A spokesman for Forestry Commission Scotland told BikeRadar: “The Glentress Peel visitor centre was needed to cater for the huge demand being placed on Glentress Forest. With well over 300,000 visitors each year you need to have the right facilities in place to keep the destination as the number one attraction in the Borders.

“The new cafe, bike shop and hire are great new business opportunities that are on a far bigger and different scale than before so it’s standard public practice to tender openly and fairly to run these new services. The Hub have known for years that they’ll need to tender to run the businesses. We understand their disappointment. However, we’ve carried out the whole process to the letter. We can’t allow any favouritism or preferential treatment when carrying out such a tender.

“The Hub still have a lease for the cafe which runs out in 2012 so they have a very long period to be able to make future plans for their staff and business. We also expect the new Peel centre to provide a significant number of jobs, along with a big boost to the local economy. We reckon the Peel development will be a welcome asset for the area. Of course, we’ll still be managing the trails as per usual and refreshing and maintaining sections as they need repairs. So, contrary to some comments, we’re still putting resources into the trails in the forest.”

The Hub was opened on 31 March 2002 by Tracey, a former cross-country pro, and Emma, an elite downhiller and four-cross racer. To raise the money for the venture, the pair had to sell almost everything they owned – including their bikes – and Emma had to put in shifts at her dad’s loft conversion business. Glentress has since gone on to become the biggest tourist attraction in the Scottish Borders.

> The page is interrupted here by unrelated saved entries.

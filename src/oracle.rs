//! Reference distances computed with petgraph, used to cross-check the engines

use petgraph::algo::{bellman_ford, dijkstra};
use petgraph::graph::{DiGraph, NodeIndex};
use petgraph::visit::EdgeRef;

use crate::error::GraphError;
use crate::graph::{Distance, Graph};

/// Largest sum of absolute edge weights checked against petgraph: every
/// path length below it is an exact `f64` and cannot overflow an `i64`
pub const EXACT_WEIGHT_LIMIT: u128 = 1 << 53;

fn to_petgraph<W, F>(graph: &Graph, weight: F) -> DiGraph<usize, W>
where
    F: Fn(i64) -> W,
{
    let mut reference = DiGraph::with_capacity(graph.node_count(), graph.edge_count());
    let nodes: Vec<NodeIndex> = (0..graph.node_count())
        .map(|v| reference.add_node(v))
        .collect();
    for (u, edge) in graph.edges() {
        reference.add_edge(nodes[u], nodes[edge.dest], weight(edge.weight));
    }
    reference
}

/// Distances from `source` according to petgraph.
///
/// Non-negative graphs go through `algo::dijkstra` on exact integer weights;
/// otherwise `algo::bellman_ford` runs on `f64` weights. Graphs whose absolute
/// weights sum past [`EXACT_WEIGHT_LIMIT`] fail with `InexactReference`.
pub fn reference_distances(graph: &Graph, source: usize) -> Result<Vec<Distance>, GraphError> {
    graph.check_vertex(source)?;
    let n = graph.node_count();

    let total: u128 = graph
        .edges()
        .map(|(_, e)| u128::from(e.weight.unsigned_abs()))
        .sum();
    if total > EXACT_WEIGHT_LIMIT {
        return Err(GraphError::InexactReference {
            total,
            limit: EXACT_WEIGHT_LIMIT,
        });
    }

    if graph.find_negative_edge().is_none() {
        let reference = to_petgraph(graph, |w| w);
        let costs = dijkstra(&reference, NodeIndex::new(source), None, |e| *e.weight());
        let mut distances = vec![Distance::Unreached; n];
        for (node, cost) in costs {
            distances[node.index()] = Distance::Finite(cost);
        }
        return Ok(distances);
    }

    let reference = to_petgraph(graph, |w| w as f64);
    match bellman_ford(&reference, NodeIndex::new(source)) {
        Ok(paths) => Ok(paths
            .distances
            .iter()
            .map(|&d| {
                if d.is_finite() {
                    Distance::Finite(d.round() as i64)
                } else {
                    Distance::Unreached
                }
            })
            .collect()),
        Err(_) => {
            // petgraph does not name the offending edge.
            let (src, dest) = graph
                .edges()
                .find(|(_, e)| e.weight < 0)
                .map(|(u, e)| (u, e.dest))
                .unwrap_or((source, source));
            Err(GraphError::NegativeCycle { src, dest })
        }
    }
}

#[cfg(test)]
mod tests {
    use super::*;
    use crate::graph::{dijkstra_binary_heap, BellmanFord};
    use rand::{rngs::StdRng, Rng, SeedableRng};

    #[test]
    fn test_reference_on_sample() {
        let graph = Graph::from_edges(4, [(0, 1, 10), (0, 2, 5), (2, 1, 2), (1, 3, 1)]).unwrap();
        let expected: Vec<_> = [0, 7, 5, 8].iter().map(|&d| Distance::Finite(d)).collect();
        assert_eq!(reference_distances(&graph, 0).unwrap(), expected);
    }

    #[test]
    fn test_reference_negative_cycle() {
        let graph = Graph::from_edges(3, [(0, 1, 1), (1, 2, -1), (2, 1, -1)]).unwrap();
        assert!(matches!(
            reference_distances(&graph, 0),
            Err(GraphError::NegativeCycle { .. })
        ));
    }

    #[test]
    fn test_reference_refuses_inexact_weights() {
        let limit = EXACT_WEIGHT_LIMIT as i64;
        let exact = Graph::from_edges(3, [(0, 1, limit / 2), (1, 2, -(limit / 2))]).unwrap();
        assert_eq!(
            reference_distances(&exact, 0).unwrap(),
            vec![Distance::Finite(0), Distance::Finite(limit / 2), Distance::Finite(0)]
        );

        let beyond = Graph::from_edges(3, [(0, 1, limit + 1), (1, 2, -1)]).unwrap();
        assert_eq!(
            reference_distances(&beyond, 0),
            Err(GraphError::InexactReference {
                total: EXACT_WEIGHT_LIMIT + 2,
                limit: EXACT_WEIGHT_LIMIT
            })
        );
    }

    #[test]
    fn test_engines_match_reference() {
        let mut rng = StdRng::seed_from_u64(7);
        for _ in 0..25 {
            let n = rng.gen_range(1..30);
            let mut graph = Graph::new(n).unwrap();
            for _ in 0..rng.gen_range(0..n * 4) {
                let (u, v) = (rng.gen_range(0..n), rng.gen_range(0..n));
                graph.add_edge(u, v, rng.gen_range(0..100)).unwrap();
            }
            let source = rng.gen_range(0..n);
            let reference = reference_distances(&graph, source).unwrap();
            assert_eq!(dijkstra_binary_heap(&graph, source).unwrap().distances, reference);
            assert_eq!(BellmanFord::baseline(&graph).run(source).unwrap().distances, reference);
        }
    }

    #[test]
    fn test_negative_weights_match_bellman_ford() {
        // A DAG ordered by index cannot hold a cycle, whatever its weights.
        let mut rng = StdRng::seed_from_u64(11);
        for _ in 0..25 {
            let n = rng.gen_range(2..20);
            let mut graph = Graph::new(n).unwrap();
            for _ in 0..n * 3 {
                let u = rng.gen_range(0..n - 1);
                let v = rng.gen_range(u + 1..n);
                graph.add_edge(u, v, rng.gen_range(-50..50)).unwrap();
            }
            let reference = reference_distances(&graph, 0).unwrap();
            assert_eq!(BellmanFord::improved(&graph).run(0).unwrap().distances, reference);
            assert_eq!(BellmanFord::baseline(&graph).run(0).unwrap().distances, reference);
        }
    }
}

Emma and Tracey aren’t the only trail centre pioneers to suffer a similar fate. In 2003, Daffyd and Sian Roberts were served notice to quit the cafe and visitor centre at Coed y Brenin in north Wales that they’d built up over 10 years because landlords Forest Enterprise wanted to run it themselves. And this time last year, Ian Luff of The Dropoff lost the tender to run the popular cafe at Glyncorrwg mountain bike centre in south Wales – although he later won a temporary reprieve.